With any adventure, preparation is vital for success. Peak Potential Adventures provides an ongoing training and equipment support program during the lead up to the trek. Regular contact and support will be provided through the Peak Potential Facebook page, as well as by email, phone and personally as required. We strongly suggest that you find a local training and trek partner to undertake this trek with you. This will go a long way in providing vital ongoing motivation for training and support, not just leading up to the trek, but also during it.

Fitness Preparation

Sticking to a fitness program in the months prior to trekking the Overland Track is a vital part of preparation. It is true that attempting to become as fit as possible may not ultimately help, it will be the training that is done with your endurance and large pack build-up that will make the most difference. Training on both up and down hills will be the best training for completing the Overland Track successfully.

Other than building up your endurance, activities such as jogging, cycling, swimming and boxing all increase the heart rate and improve your cardiovascular (CV) fitness. The best option is to attempt to include activities that you enjoy, which will improve the chances of actually continuing with a fitness program. Performing the same exercise every time is not recommended, as sooner or later the body becomes accustomed to the training and is thus no longer challenged by it. Effective methods of training include cross-training and interval training. Cross-training involves performing at least two different forms of exercise in one session; whilst interval training includes varying your effort level substantially every couple of minutes during a single session. Both of these techniques keep the heart challenged on an ongoing basis, ensuring that your CV fitness is constantly on the increase.

The closer it gets to the trek, the longer cardio sessions should last. Ideally, a month before the trek is due to commence, you should be training for around 45 minutes at least three times a week. Closer to the commencement of the trek, it is advisable to include activities such as steep hill climbing with your large pack with a moderate weight up to 15kg and long hikes to build up your endurance. Any training that is similar to the Overland Track and carrying a large pack will be beneficial, even a short hike every second weekend. Purchasing a large pack in advance and taking it on ‘practice runs’ will help to prepare your body for the conditions it will experience during the trek. If you cannot get out into the mountains regularly, find a gym that has a summit climber in their equipment line-up.
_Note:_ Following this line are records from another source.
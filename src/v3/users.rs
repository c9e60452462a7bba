//! The agent's USM user table.
//!
//! Users are defined in configuration and localized against the agent's
//! own engine ID at table construction, so per-request processing only
//! does HMAC/cipher work, never key derivation.

use std::collections::HashMap;
use std::sync::atomic::{AtomicU64, Ordering};
use std::time::{SystemTime, UNIX_EPOCH};

use bytes::Bytes;

use super::auth::LocalizedKey;
use super::privacy::PrivKey;
use super::{AuthProtocol, PrivProtocol};
use crate::error::{Error, Result};
use crate::message::SecurityLevel;

/// A configured USM user with localized key material.
pub struct UsmUser {
    /// Username (the msgUserName field on the wire).
    pub name: Bytes,
    /// Maximum security level this user may operate at.
    pub security_level: SecurityLevel,
    /// Authentication protocol and localized key.
    pub auth: Option<(AuthProtocol, LocalizedKey)>,
    /// Privacy protocol and localized key.
    pub privacy: Option<(PrivProtocol, PrivKey)>,
    /// Disabled users fail lookup as if unknown.
    pub enabled: bool,
    /// Seconds since the epoch when the user was created.
    pub created_at: u64,
    /// Seconds since the epoch of the last request, 0 = never.
    last_used: AtomicU64,
}

impl UsmUser {
    /// Build a user, deriving localized keys against `engine_id`.
    ///
    /// Enforces the level invariants: authPriv needs both protocols,
    /// authNoPriv needs auth and forbids priv, noAuthNoPriv forbids both.
    pub fn new(
        name: impl Into<Bytes>,
        security_level: SecurityLevel,
        auth: Option<(AuthProtocol, &[u8])>,
        privacy: Option<(PrivProtocol, &[u8])>,
        engine_id: &[u8],
    ) -> Result<Self> {
        let name = name.into();
        let display_name = String::from_utf8_lossy(&name).into_owned();

        match security_level {
            SecurityLevel::NoAuthNoPriv => {
                if auth.is_some() || privacy.is_some() {
                    return Err(Error::Config(format!(
                        "user '{}': noAuthNoPriv forbids auth and privacy protocols",
                        display_name
                    )));
                }
            }
            SecurityLevel::AuthNoPriv => {
                if auth.is_none() {
                    return Err(Error::Config(format!(
                        "user '{}': authNoPriv requires an authentication protocol",
                        display_name
                    )));
                }
                if privacy.is_some() {
                    return Err(Error::Config(format!(
                        "user '{}': authNoPriv forbids a privacy protocol",
                        display_name
                    )));
                }
            }
            SecurityLevel::AuthPriv => {
                if auth.is_none() || privacy.is_none() {
                    return Err(Error::Config(format!(
                        "user '{}': authPriv requires both authentication and privacy protocols",
                        display_name
                    )));
                }
            }
        }

        if let (Some((auth_protocol, _)), Some((priv_protocol, _))) = (&auth, &privacy)
            && !auth_protocol.is_compatible_with(*priv_protocol)
        {
            return Err(Error::Config(format!(
                "user '{}': {} does not produce enough key material for {}",
                display_name, auth_protocol, priv_protocol
            )));
        }

        let auth_protocol = auth.as_ref().map(|(p, _)| *p);
        let auth = auth.map(|(protocol, password)| {
            (
                protocol,
                LocalizedKey::from_password(protocol, password, engine_id),
            )
        });
        let privacy = privacy.map(|(protocol, password)| {
            (
                protocol,
                PrivKey::from_password(
                    auth_protocol.expect("authPriv implies auth"),
                    protocol,
                    password,
                    engine_id,
                ),
            )
        });

        Ok(Self {
            name,
            security_level,
            auth,
            privacy,
            enabled: true,
            created_at: unix_now(),
            last_used: AtomicU64::new(0),
        })
    }

    /// Localized authentication key, if any.
    pub fn auth_key(&self) -> Option<&LocalizedKey> {
        self.auth.as_ref().map(|(_, key)| key)
    }

    /// Localized privacy key, if any.
    pub fn priv_key(&self) -> Option<&PrivKey> {
        self.privacy.as_ref().map(|(_, key)| key)
    }

    /// Record a successful request from this user.
    pub fn touch(&self) {
        self.last_used.store(unix_now(), Ordering::Relaxed);
    }

    /// Seconds since the epoch of the last request, or `None` if never used.
    pub fn last_used(&self) -> Option<u64> {
        match self.last_used.load(Ordering::Relaxed) {
            0 => None,
            t => Some(t),
        }
    }
}

impl std::fmt::Debug for UsmUser {
    fn fmt(&self, f: &mut std::fmt::Formatter<'_>) -> std::fmt::Result {
        f.debug_struct("UsmUser")
            .field("name", &String::from_utf8_lossy(&self.name))
            .field("security_level", &self.security_level)
            .field("auth", &self.auth.as_ref().map(|(p, _)| p))
            .field("privacy", &self.privacy.as_ref().map(|(p, _)| p))
            .field("enabled", &self.enabled)
            .finish()
    }
}

fn unix_now() -> u64 {
    SystemTime::now()
        .duration_since(UNIX_EPOCH)
        .map(|d| d.as_secs())
        .unwrap_or(0)
}

/// The agent's table of USM users, keyed by username.
#[derive(Debug, Default)]
pub struct UsmUserTable {
    users: HashMap<Bytes, UsmUser>,
}

impl UsmUserTable {
    /// Create an empty table.
    pub fn new() -> Self {
        Self::default()
    }

    /// Add or replace a user.
    pub fn insert(&mut self, user: UsmUser) {
        self.users.insert(user.name.clone(), user);
    }

    /// Remove a user by name.
    pub fn remove(&mut self, name: &[u8]) -> Option<UsmUser> {
        self.users.remove(name)
    }

    /// Look up an enabled user by name.
    pub fn get(&self, name: &[u8]) -> Option<&UsmUser> {
        self.users.get(name).filter(|u| u.enabled)
    }

    /// Number of configured users (including disabled).
    pub fn len(&self) -> usize {
        self.users.len()
    }

    /// Check if the table has no users.
    pub fn is_empty(&self) -> bool {
        self.users.is_empty()
    }
}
These machines work the climbing muscles that will be used during the trek. Also, as previously mentioned, try and do the trek with a partner. A trek partner is not only a great source of motivation leading up to the trek, but you will be great support for each other during the trip – making the whole experience more enjoyable. Purchase a weighted vest that allows for a build-up in weight will also help in the early days of preparing to carry weight over distance.
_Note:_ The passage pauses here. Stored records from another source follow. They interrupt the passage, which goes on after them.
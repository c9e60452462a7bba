//! Internal utilities.

use std::io;
use std::net::SocketAddr;

use socket2::{Domain, Protocol, Socket, Type};
use tokio::net::UdpSocket;

/// Create and bind a UDP socket with proper IPv6 configuration.
///
/// For IPv6 sockets, sets `IPV6_V6ONLY = true` so the socket only handles
/// IPv6 traffic and does not accept IPv4-mapped addresses.
pub(crate) fn bind_udp_socket(
    addr: SocketAddr,
    recv_buffer_size: Option<usize>,
) -> io::Result<UdpSocket> {
    let domain = if addr.is_ipv6() {
        Domain::IPV6
    } else {
        Domain::IPV4
    };

    let socket = Socket::new(domain, Type::DGRAM, Some(Protocol::UDP))?;

    if addr.is_ipv6() {
        socket.set_only_v6(true)?;
    }

    // Allow address reuse for quick restarts
    socket.set_reuse_address(true)?;

    if let Some(size) = recv_buffer_size {
        // The kernel may cap this at net.core.rmem_max
        socket.set_recv_buffer_size(size)?;
    }

    // Non-blocking before converting to a tokio socket
    socket.set_nonblocking(true)?;

    socket.bind(&addr.into())?;

    UdpSocket::from_std(socket.into())
}

/// Encode bytes as lowercase hex.
pub(crate) fn encode_hex(data: &[u8]) -> String {
    let mut out = String::with_capacity(data.len() * 2);
    for byte in data {
        out.push_str(&format!("{:02x}", byte));
    }
    out
}

#[cfg(test)]
mod tests {
    use super::*;

    #[test]
    fn test_encode_hex() {
        assert_eq!(encode_hex(&[]), "");
        assert_eq!(encode_hex(&[0x00, 0xFF, 0xA5]), "00ffa5");
    }

    #[tokio::test]
    async fn test_bind_udp_socket_ipv4() {
        let addr: SocketAddr = "127.0.0.1:0".parse().unwrap();
        let socket = bind_udp_socket(addr, None).unwrap();
        let local = socket.local_addr().unwrap();
        assert!(local.is_ipv4());
        assert_ne!(local.port(), 0);
    }

    #[tokio::test]
    async fn test_bind_udp_socket_with_recv_buffer() {
        let addr: SocketAddr = "127.0.0.1:0".parse().unwrap();
        let socket = bind_udp_socket(addr, Some(256 * 1024));
        assert!(socket.is_ok());
    }
}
The Peak Potential Adventures Team will be available leading up to the trek to provide training advice and ensure you are physically prepared. They will also provide valuable advice on your mental preparation and what to expect when completing the Overland Track during the winter season.

After you have booked, the Peak Potential Adventures team will discuss with you personally your requirements and your budget.
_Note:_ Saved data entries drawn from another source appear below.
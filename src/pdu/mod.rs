//! SNMP Protocol Data Units (PDUs).
//!
//! PDUs represent the different SNMP operations.

use crate::ber::{Decoder, EncodeBuf, tag};
use crate::error::{DecodeErrorKind, Error, ErrorStatus, Result};
use crate::oid::Oid;
use crate::varbind::{VarBind, decode_varbind_list, encode_varbind_list};

/// PDU type tag.
#[derive(Debug, Clone, Copy, PartialEq, Eq)]
#[repr(u8)]
pub enum PduType {
    GetRequest = 0xA0,
    GetNextRequest = 0xA1,
    Response = 0xA2,
    SetRequest = 0xA3,
    TrapV1 = 0xA4,
    GetBulkRequest = 0xA5,
    InformRequest = 0xA6,
    TrapV2 = 0xA7,
    Report = 0xA8,
}

impl PduType {
    /// Create from tag byte.
    pub fn from_tag(tag: u8) -> Option<Self> {
        match tag {
            0xA0 => Some(Self::GetRequest),
            0xA1 => Some(Self::GetNextRequest),
            0xA2 => Some(Self::Response),
            0xA3 => Some(Self::SetRequest),
            0xA4 => Some(Self::TrapV1),
            0xA5 => Some(Self::GetBulkRequest),
            0xA6 => Some(Self::InformRequest),
            0xA7 => Some(Self::TrapV2),
            0xA8 => Some(Self::Report),
            _ => None,
        }
    }

    /// Get the tag byte.
    pub fn tag(self) -> u8 {
        self as u8
    }
}

impl std::fmt::Display for PduType {
    fn fmt(&self, f: &mut std::fmt::Formatter<'_>) -> std::fmt::Result {
        match self {
            Self::GetRequest => write!(f, "GetRequest"),
            Self::GetNextRequest => write!(f, "GetNextRequest"),
            Self::Response => write!(f, "Response"),
            Self::SetRequest => write!(f, "SetRequest"),
            Self::TrapV1 => write!(f, "TrapV1"),
            Self::GetBulkRequest => write!(f, "GetBulkRequest"),
            Self::InformRequest => write!(f, "InformRequest"),
            Self::TrapV2 => write!(f, "TrapV2"),
            Self::Report => write!(f, "Report"),
        }
    }
}

/// Generic PDU structure for request/response operations.
///
/// For GETBULK requests the `error_status` and `error_index` slots carry
/// `non_repeaters` and `max_repetitions` respectively (RFC 3416).
#[derive(Debug, Clone)]
pub struct Pdu {
    /// PDU type
    pub pdu_type: PduType,
    /// Request ID for correlating requests and responses
    pub request_id: i32,
    /// Error status (0 for requests, error code for responses)
    pub error_status: i32,
    /// Error index (1-based index of problematic varbind)
    pub error_index: i32,
    /// Variable bindings
    pub varbinds: Vec<VarBind>,
}

impl Pdu {
    /// Create a new GET request PDU.
    pub fn get_request(request_id: i32, oids: &[Oid]) -> Self {
        Self {
            pdu_type: PduType::GetRequest,
            request_id,
            error_status: 0,
            error_index: 0,
            varbinds: oids.iter().map(|oid| VarBind::null(oid.clone())).collect(),
        }
    }

    /// Create a new GETNEXT request PDU.
    pub fn get_next_request(request_id: i32, oids: &[Oid]) -> Self {
        Self {
            pdu_type: PduType::GetNextRequest,
            request_id,
            error_status: 0,
            error_index: 0,
            varbinds: oids.iter().map(|oid| VarBind::null(oid.clone())).collect(),
        }
    }

    /// Create a new SET request PDU.
    pub fn set_request(request_id: i32, varbinds: Vec<VarBind>) -> Self {
        Self {
            pdu_type: PduType::SetRequest,
            request_id,
            error_status: 0,
            error_index: 0,
            varbinds,
        }
    }

    /// Create a GETBULK request PDU.
    pub fn get_bulk(
        request_id: i32,
        non_repeaters: i32,
        max_repetitions: i32,
        oids: &[Oid],
    ) -> Self {
        Self {
            pdu_type: PduType::GetBulkRequest,
            request_id,
            error_status: non_repeaters,
            error_index: max_repetitions,
            varbinds: oids.iter().map(|oid| VarBind::null(oid.clone())).collect(),
        }
    }

    /// Create a Response PDU carrying the given varbinds.
    pub fn response(request_id: i32, varbinds: Vec<VarBind>) -> Self {
        Self {
            pdu_type: PduType::Response,
            request_id,
            error_status: 0,
            error_index: 0,
            varbinds,
        }
    }

    /// Encode to BER.
    pub fn encode(&self, buf: &mut EncodeBuf) {
        buf.push_constructed(self.pdu_type.tag(), |buf| {
            encode_varbind_list(buf, &self.varbinds);
            buf.push_integer(self.error_index);
            buf.push_integer(self.error_status);
            buf.push_integer(self.request_id);
        });
    }

    /// Decode from BER.
    pub fn decode(decoder: &mut Decoder) -> Result<Self> {
        let tag = decoder.read_tag()?;
        let pdu_type = PduType::from_tag(tag)
            .ok_or_else(|| Error::decode(decoder.offset(), DecodeErrorKind::UnknownPduType(tag)))?;

        let len = decoder.read_length()?;
        let mut pdu_decoder = decoder.sub_decoder(len)?;

        let request_id = pdu_decoder.read_integer()?;
        let error_status = pdu_decoder.read_integer()?;
        let error_index = pdu_decoder.read_integer()?;
        let varbinds = decode_varbind_list(&mut pdu_decoder)?;

        Ok(Pdu {
            pdu_type,
            request_id,
            error_status,
            error_index,
            varbinds,
        })
    }

    /// Check if this is an error response.
    pub fn is_error(&self) -> bool {
        self.error_status != 0
    }

    /// Get the error status as an enum.
    pub fn error_status_enum(&self) -> ErrorStatus {
        ErrorStatus::from_i32(self.error_status)
    }

    /// Create a Response PDU echoing this PDU (for Inform acknowledgement).
    pub fn to_response(&self) -> Self {
        Self {
            pdu_type: PduType::Response,
            request_id: self.request_id,
            error_status: 0,
            error_index: 0,
            varbinds: self.varbinds.clone(),
        }
    }

    /// Create a Response PDU with a specific error status.
    ///
    /// Per RFC 3416, an error response echoes the request's varbind list
    /// unchanged.
    pub fn to_error_response(&self, error_status: ErrorStatus, error_index: i32) -> Self {
        Self {
            pdu_type: PduType::Response,
            request_id: self.request_id,
            error_status: error_status.as_i32(),
            error_index,
            varbinds: self.varbinds.clone(),
        }
    }

    /// Check if this is a notification PDU (Trap or Inform).
    pub fn is_notification(&self) -> bool {
        matches!(
            self.pdu_type,
            PduType::TrapV1 | PduType::TrapV2 | PduType::InformRequest
        )
    }

    /// Check if this is a confirmed-class PDU (requires a response).
    pub fn is_confirmed(&self) -> bool {
        matches!(
            self.pdu_type,
            PduType::GetRequest
                | PduType::GetNextRequest
                | PduType::GetBulkRequest
                | PduType::SetRequest
                | PduType::InformRequest
        )
    }
}

/// SNMPv1 generic trap types (RFC 1157 Section 4.1.6).
#[derive(Debug, Clone, Copy, PartialEq, Eq)]
#[repr(i32)]
pub enum GenericTrap {
    /// coldStart(0) - agent is reinitializing, config may change
    ColdStart = 0,
    /// warmStart(1) - agent is reinitializing, config unchanged
    WarmStart = 1,
    /// linkDown(2) - communication link failure
    LinkDown = 2,
    /// linkUp(3) - communication link came up
    LinkUp = 3,
    /// authenticationFailure(4) - improperly authenticated message received
    AuthenticationFailure = 4,
    /// egpNeighborLoss(5) - EGP peer marked down
    EgpNeighborLoss = 5,
    /// enterpriseSpecific(6) - vendor-specific trap, see specific_trap field
    EnterpriseSpecific = 6,
}

impl GenericTrap {
    /// Create from integer value.
    pub fn from_i32(v: i32) -> Option<Self> {
        match v {
            0 => Some(Self::ColdStart),
            1 => Some(Self::WarmStart),
            2 => Some(Self::LinkDown),
            3 => Some(Self::LinkUp),
            4 => Some(Self::AuthenticationFailure),
            5 => Some(Self::EgpNeighborLoss),
            6 => Some(Self::EnterpriseSpecific),
            _ => None,
        }
    }

    /// Get the integer value.
    pub fn as_i32(self) -> i32 {
        self as i32
    }
}

/// SNMPv1 Trap PDU (RFC 1157 Section 4.1.6).
///
/// Structurally different from every other PDU type; only used in SNMPv1.
#[derive(Debug, Clone)]
pub struct TrapV1Pdu {
    /// Enterprise OID (sysObjectID of the entity generating the trap)
    pub enterprise: Oid,
    /// Agent address (IP address of the agent generating the trap)
    pub agent_addr: [u8; 4],
    /// Generic trap type
    pub generic_trap: i32,
    /// Specific trap code (meaningful when generic_trap is enterpriseSpecific)
    pub specific_trap: i32,
    /// sysUpTime at trap generation (hundredths of seconds)
    pub time_stamp: u32,
    /// Variable bindings
    pub varbinds: Vec<VarBind>,
}

impl TrapV1Pdu {
    /// Create a new SNMPv1 Trap PDU.
    pub fn new(
        enterprise: Oid,
        agent_addr: [u8; 4],
        generic_trap: GenericTrap,
        specific_trap: i32,
        time_stamp: u32,
        varbinds: Vec<VarBind>,
    ) -> Self {
        Self {
            enterprise,
            agent_addr,
            generic_trap: generic_trap.as_i32(),
            specific_trap,
            time_stamp,
            varbinds,
        }
    }

    /// Get the generic trap type as an enum.
    pub fn generic_trap_enum(&self) -> Option<GenericTrap> {
        GenericTrap::from_i32(self.generic_trap)
    }

    /// Check if this is an enterprise-specific trap.
    pub fn is_enterprise_specific(&self) -> bool {
        self.generic_trap == GenericTrap::EnterpriseSpecific as i32
    }

    /// Translate to the SNMPv2 snmpTrapOID.0 value (RFC 3584 Section 3).
    ///
    /// Generic traps 0-5 map to `snmpTraps.{generic_trap + 1}`; enterprise
    /// traps map to `enterprise.0.specific_trap`.
    pub fn v2_trap_oid(&self) -> Oid {
        if self.is_enterprise_specific() {
            let mut arcs: Vec<u32> = self.enterprise.arcs().to_vec();
            arcs.push(0);
            arcs.push(self.specific_trap as u32);
            Oid::new(arcs)
        } else {
            // snmpTraps = 1.3.6.1.6.3.1.1.5
            let trap_num = self.generic_trap + 1;
            crate::oid!(1, 3, 6, 1, 6, 3, 1, 1, 5).child(trap_num as u32)
        }
    }

    /// Encode to BER.
    pub fn encode(&self, buf: &mut EncodeBuf) {
        buf.push_constructed(tag::pdu::TRAP_V1, |buf| {
            encode_varbind_list(buf, &self.varbinds);
            buf.push_unsigned32(tag::application::TIMETICKS, self.time_stamp);
            buf.push_integer(self.specific_trap);
            buf.push_integer(self.generic_trap);
            // NetworkAddress is APPLICATION 0 IMPLICIT IpAddress
            buf.push_ip_address(self.agent_addr);
            buf.push_oid(&self.enterprise);
        });
    }

    /// Decode from BER.
    pub fn decode(decoder: &mut Decoder) -> Result<Self> {
        let mut pdu = decoder.read_constructed(tag::pdu::TRAP_V1)?;

        let enterprise = pdu.read_oid()?;

        // agent-addr NetworkAddress (IpAddress)
        let agent_tag = pdu.read_tag()?;
        if agent_tag != tag::application::IP_ADDRESS {
            return Err(Error::decode(
                pdu.offset(),
                DecodeErrorKind::UnexpectedTag {
                    expected: tag::application::IP_ADDRESS,
                    actual: agent_tag,
                },
            ));
        }
        let agent_len = pdu.read_length()?;
        if agent_len != 4 {
            return Err(Error::decode(
                pdu.offset(),
                DecodeErrorKind::InvalidIpAddressLength { length: agent_len },
            ));
        }
        let agent_bytes = pdu.read_bytes(4)?;
        let agent_addr = [
            agent_bytes[0],
            agent_bytes[1],
            agent_bytes[2],
            agent_bytes[3],
        ];

        let generic_trap = pdu.read_integer()?;
        let specific_trap = pdu.read_integer()?;
        let time_stamp = pdu.read_unsigned32(tag::application::TIMETICKS)?;
        let varbinds = decode_varbind_list(&mut pdu)?;

        Ok(TrapV1Pdu {
            enterprise,
            agent_addr,
            generic_trap,
            specific_trap,
            time_stamp,
            varbinds,
        })
    }
}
The extra luggage that you will not be taking on The Overland Track can be left in a locked storage room at the hotel in Launceston for no extra charge. We would also suggest taking a bag that you can lock with a combination lock for additional security. Please try to avoid taking any valuables that you will have to leave behind at the hotel. The Peak Potential Adventures team will discuss with you personally your equipment requirements to determine your budget and potential future use to decide whether to hire some equipment in Launceston or purchase it prior to the trek. Our team is very familiar with most of the outdoor equipment brands, and their performance suitability for a trek like this in Tasmania. Peak Potential Adventures will provide a 2 person tent (or 1 person in some cases), a small stove, lightweight cooking pots and enough fuel for the trek.

Points to Remember

  • This trek is fully self-sufficient, so what we take in, we will have to carry (need to think lightweight and minimalist)
  • There will be a basic food resupply at Pelion Hut at the halfway point
  • The approximate pack weight should be no more than 20kgs
  • Pack size should be circa 75 litres and have a comfortable harness for carrying loads (make sure it has a rain cover and a detachable daypack is an advantage for side trips)
  • All food on the track in the form of ration packs
  • A two-person tent will be shared and carried between two team members and provided by Peak Potential Adventures (a one-person tent will be supplied in some cases)
  • A lightweight stove, pots and fuel will be provided by Peak Potential Adventures
  • Store electronics in sealed waterproof zip-locked bags
  • Wrap clothing in plastic bags or waterproof stuff sacks (large outdoor garbage bags works well as a pack liner)
  • With it being winter, we will need to carry some extra clothing for additional warmth
  • Depending on current weather conditions and forecasts, we may need to hire and carry snowshoes.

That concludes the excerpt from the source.